Eso no pasó desapercibido para Gabriel, junto con la forma en que parecía apurarse para agarrar sus cosas. Por alguna razón, sus sentidos estaban destacados en cada uno de sus movimientos y gracias a eso, notó cómo rápidamente había cambiado su semblante con él.
Ahora, una cosa sobre Gabriel Bryce era que, ya sea diez años más joven o diez años mayor, seguía siendo una persona observadora y debido a eso, no necesitaba que nadie le dijera que su semblante había cambiado porque recordó algo.
—Algo que él no podía —el pensamiento pasajero trajo un extraño sentimiento de molestia pero rápidamente desapareció.
—Pero a pesar de que el sentimiento se hubiera ido, no pudo evitar preguntar. —¿Soy tan distinto? —Cuando Leonica no respondió y en cambio se concentró en localizar su teléfono, él preguntó de nuevo, esta vez una que ella no pudo evitar. —¿Estamos realmente casados?
—Ella se detuvo justo cuando había localizado su teléfono y miró hacia atrás.
—No había punto en mentir. —Una vez lo estuvimos, pero ahora, estamos divorciados. —dijo y con el breve momento en que Gabriel pareció sin palabras, ella salió del cuarto.
—El pasillo del hospital tenía menos gente gracias al hecho de que esta sección era solo para VIP y por eso, Leonica estaba agradecida de que no hubiera nadie que presenciara cómo sus piernas se convertían en una extraña gelatina al apoyarse en la pared, sosteniendo su cuerpo y dándole a sus piernas el alivio que necesitaban.
—Maldición —ese fue el primer pensamiento que le vino a la mente. Maldice al destino y sus crueles trucos.
—¿Acaso el universo sinceramente piensa que al darle a Gabriel un plato adicional de amnesia junto con el plato principal de un coma de sueño, la haría perdonarlo? —Ella se rió bajito. Ni siquiera ella sabía la respuesta a esa pregunta. Ella dice que nunca podría perdonarlo, sin embargo, se preocupaba día y noche por él en las últimas tres semanas y en el momento en que escuchó que se había despertado, sintió una cantidad inexplicable de alivio y en ese entonces, tomó en consideración sus sacrificios y soltó el hecho de que era su esposa, bueno, su exesposa.

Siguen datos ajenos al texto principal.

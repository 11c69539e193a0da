//! Flattening version groups into one ordered sequence

use papermc_errors::Error;
use papermc_types::{ReleaseVersion, VersionGroups};
use std::collections::BTreeSet;

/// Merge every group's identifiers into one list, oldest first
///
/// Group keys and the order inside each group are ignored. Identifiers that
/// appear in more than one group are listed once.
///
/// # Errors
///
/// Returns `EmptyInput` if the groups hold no identifiers at all.
pub fn flatten(groups: &VersionGroups) -> Result<Vec<String>, Error> {
    flatten_ids(groups.values().flatten())
}

/// Order an arbitrary collection of identifiers, oldest first
///
/// # Errors
///
/// Returns `EmptyInput` if `ids` is empty.
pub fn flatten_ids<I>(ids: I) -> Result<Vec<String>, Error>
where
    I: IntoIterator,
    I::Item: AsRef<str>,
{
    let ordered: BTreeSet<ReleaseVersion> = ids
        .into_iter()
        .map(|id| ReleaseVersion::parse(id.as_ref()))
        .collect();

    if ordered.is_empty() {
        return Err(Error::EmptyInput);
    }

    Ok(ordered.into_iter().map(String::from).collect())
}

—¿Realmente no lo había perdonado, o lo había hecho y ‘no perdonarlo’ era algo a lo que se aferraba para protegerse de sufrir más de lo que ya había sufrido? —Sus pensamientos fueron interrumpidos por el sonido de su teléfono sonando. Miró hacia el dispositivo en su mano y entrecerró los ojos ante el número desconocido.
—A pesar de esto, aun así respondió el teléfono y lo presionó cerca de su oído. —Sí, ¿hola?
—Hola, ¿estoy hablando con la señorita Romero? —Una voz femenina preguntó.
—Sí, la está. ¿En qué puedo ayudarle?
—Mi nombre es Anita, soy una carcelera de la Prisión de Oslo Fengsel. —Leonica se alertó al mencionar la prisión de Angelina. Muchos pensamientos rondaron su mente en segundos, preguntándose por qué una carcelera la había llamado así. ¿Cómo había conseguido su número?
¿Había Angelina escapado de la cárcel? ¿Estaba ella en peligro? ¿Estaba Ashley en peligro?
—Todas las preguntas que rondaron su mente fueron respondidas en el siguiente segundo. —La señorita Angelina Fernández ha solicitado una visita personal de su parte. ¿Podría usted hacerla hoy?